Samples from the wind speed distribution can be generated with the following function:

rwind <- function(n, weights, meanlog, sdlog) {
    mixtures <- length(weights)
    k <- sample(mixtures, n, replace = TRUE, prob = weights)
    rlnorm(n, meanlog[k], sdlog[k])
}

# Example
rwind(5, weights, meanlog, sdlog)
## [1] 5.4708217 3.5207015 6.4939263 0.6224686 0.7901488

We are interested in the probability that the wind speed exceeds 40 miles per hour.

Use basic Monte Carlo estimation to estimate the probability that the wind speed exceeds 40 miles per hour.

Determine the root mean squared error of your estimator.

We now aim to find a more efficient estimator for the probability.

Use importance sampling to estimate the probability that the wind speed is larger than 40 miles per hour. Explain the choices you make in designing your estimator.

Compare the root-mean-square error of your estimator with the previous one.

Part II: Simpler model, Bayesian inference

For simplicity, we now adopt a less complex model, where we assume that the wind speed follows a single log-normal distribution with parameters \(m\) and \(s\), so \(\log X \sim \operatorname{N}(m, s^2)\). Further, we assume that \(m = 0\) is known and \(s\) is unknown.
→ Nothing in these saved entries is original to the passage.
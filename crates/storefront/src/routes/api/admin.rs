//! Admin session API.
//!
//! ```text
//! GET  /api/admin/session  - Is there an admin session cookie?
//! POST /api/admin/logout   - Delete the admin session cookie
//! POST /api/admin/login    - Exchange the admin password for a session
//! ```
//!
//! Session and logout consult the admin guard before anything else and
//! return its rejection verbatim. The request-independent halves
//! ([`verify_session`], [`end_session`]) take the guard and cookie store as
//! trait objects.

use axum::{
    Json,
    extract::{State, rejection::JsonRejection},
    http::StatusCode,
    response::{IntoResponse, Response},
};
use axum_extra::extract::CookieJar;
use axum_extra::extract::cookie::{Cookie, SameSite};
use chrono::Utc;
use secrecy::ExposeSecret;
use serde::Deserialize;
use serde_json::json;
use tracing::instrument;

use crate::error::{AppError, add_breadcrumb};
use crate::middleware::auth::{ADMIN_SESSION_COOKIE, AdminGuard, AuthResult};
use crate::middleware::cookies::{CookieStore, JarCookieStore};
use crate::services::auth::{self, AuthError, SessionSigner};
use crate::state::AppState;

fn server_error(message_key: &str, message: serde_json::Value) -> Response {
    (
        StatusCode::INTERNAL_SERVER_ERROR,
        Json(json!({ message_key: message })),
    )
        .into_response()
}

/// Report whether the request carries an admin session cookie.
///
/// - guard rejects: the guard's response
/// - cookie absent: 401 `{"authenticated": false}`
/// - cookie present: 200 `{"authenticated": true}`
/// - store fault: 500 `{"authenticated": false}`
pub fn verify_session(guard: &dyn AdminGuard, cookies: &dyn CookieStore) -> Response {
    if let AuthResult::Unauthorized(response) = guard.check(cookies) {
        return response;
    }

    match cookies.get(ADMIN_SESSION_COOKIE) {
        Ok(Some(_)) => (StatusCode::OK, Json(json!({ "authenticated": true }))).into_response(),
        Ok(None) => (
            StatusCode::UNAUTHORIZED,
            Json(json!({ "authenticated": false })),
        )
            .into_response(),
        Err(e) => {
            let event_id = sentry::capture_error(&e);
            tracing::error!(error = %e, sentry_event_id = %event_id, "Session check failed");
            server_error("authenticated", json!(false))
        }
    }
}

/// Delete the admin session cookie.
///
/// Idempotent: succeeds whether or not the cookie was present.
///
/// - guard rejects: the guard's response
/// - removed: 200 `{"success": true}`
/// - store fault: 500 `{"message": "server error"}`
pub fn end_session(guard: &dyn AdminGuard, cookies: &mut dyn CookieStore) -> Response {
    if let AuthResult::Unauthorized(response) = guard.check(&*cookies) {
        return response;
    }

    match cookies.remove(ADMIN_SESSION_COOKIE) {
        Ok(()) => {
            tracing::info!("Admin session ended");
            (StatusCode::OK, Json(json!({ "success": true }))).into_response()
        }
        Err(e) => {
            let event_id = sentry::capture_error(&e);
            tracing::error!(error = %e, sentry_event_id = %event_id, "Logout failed");
            server_error("message", json!("server error"))
        }
    }
}

/// `GET /api/admin/session`
#[instrument(skip(state, jar))]
pub async fn session(State(state): State<AppState>, jar: CookieJar) -> Response {
    let store = JarCookieStore::new(jar);
    verify_session(state.admin_guard(), &store)
}

/// `POST /api/admin/logout`
#[instrument(skip(state, jar))]
pub async fn logout(State(state): State<AppState>, jar: CookieJar) -> Response {
    let mut store = JarCookieStore::new(jar);
    let response = end_session(state.admin_guard(), &mut store);
    (store.into_jar(), response).into_response()
}

/// Login request body.
///
/// No `Debug` derive: the password must never reach logs.
#[derive(Deserialize)]
pub struct LoginRequest {
    pub password: String,
}

/// `POST /api/admin/login`
///
/// # Errors
///
/// - 400 malformed body
/// - 401 wrong password
/// - 503 no password hash configured
/// - 500 hashing or signing failure
#[instrument(skip(state, jar, body))]
pub async fn login(
    State(state): State<AppState>,
    jar: CookieJar,
    body: Result<Json<LoginRequest>, JsonRejection>,
) -> Result<Response, AppError> {
    let Json(request) = body.map_err(|e| AppError::BadRequest(e.body_text()))?;

    let Some(hash) = state.config().admin.password_hash.clone() else {
        tracing::warn!("Admin login attempted but no password hash is configured");
        return Err(AppError::ServiceUnavailable(
            "admin login not configured".to_string(),
        ));
    };

    // Argon2 is CPU-bound
    let verified = tokio::task::spawn_blocking(move || {
        auth::verify_password(&request.password, hash.expose_secret())
    })
    .await
    .map_err(|e| AppError::Internal(format!("password check panicked: {e}")))?;

    match verified {
        Ok(()) => {}
        Err(AuthError::InvalidCredentials) => {
            tracing::warn!("Admin login failed: invalid credentials");
            return Err(AppError::Unauthorized("invalid credentials".to_string()));
        }
        Err(e) => return Err(AppError::Internal(e.to_string())),
    }

    let mut store = JarCookieStore::new(jar);
    start_session(state.signer(), state.config().secure_cookies(), &mut store)?;

    add_breadcrumb("admin", "Admin logged in", None);
    tracing::info!("Admin login succeeded");

    Ok((store.into_jar(), Json(json!({ "success": true }))).into_response())
}

/// Mint a session token and store it as the admin session cookie.
///
/// # Errors
///
/// Returns `AppError::Internal` if signing or the cookie write fails.
pub fn start_session(
    signer: &SessionSigner,
    secure: bool,
    cookies: &mut dyn CookieStore,
) -> Result<(), AppError> {
    let token = signer
        .issue(Utc::now())
        .map_err(|e| AppError::Internal(e.to_string()))?;

    let cookie = Cookie::build((ADMIN_SESSION_COOKIE, token))
        .path("/")
        .http_only(true)
        .same_site(SameSite::Strict)
        .secure(secure)
        .max_age(time::Duration::seconds(signer.ttl().num_seconds()))
        .build();

    cookies
        .set(cookie)
        .map_err(|e| AppError::Internal(e.to_string()))
}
We take a prior distribution that \(s \sim \operatorname{Exp}(1)\) is exponentially distributed with rate 1.

On five different days, we have observed the wind speeds \[ x_1 = 0.50 \quad x_2 = 1.67 \quad x_3 = 2.22 \quad x_4 = 0.22 \quad x_5 = 4.36 . \] Using this data we want to learn about the unknown value \(s\).

From Bayes’ theorem we know that the posterior distribution of \(s\) given the data \(\mathbf{x} = (x_1, \dots, x_5)\) has density \[ \pi(s \mid \mathbf{x}) \propto \pi(s) \prod_{i=1}^5 f(x_i \mid s) , \] where the prior distribution \(\pi = \pi(s)\) is the density of the \(\operatorname{Exp}(1)\) distribution and the likelihood \(f(x_i \mid s)\) is the density of the log-normal distribution with parameters \(m = 0\) and \(s\). (The constant of proportionality is difficult to calculate.)

We want to sample from the posterior density \(\pi(\cdot \mid \mathbf{x})\) using envelope rejection sampling.

Produce a plot of \(\pi(s \mid \mathbf{x})\) (up to the unknown constant) as a function of \(s\) for the observations \(\mathbf{x}\) listed above.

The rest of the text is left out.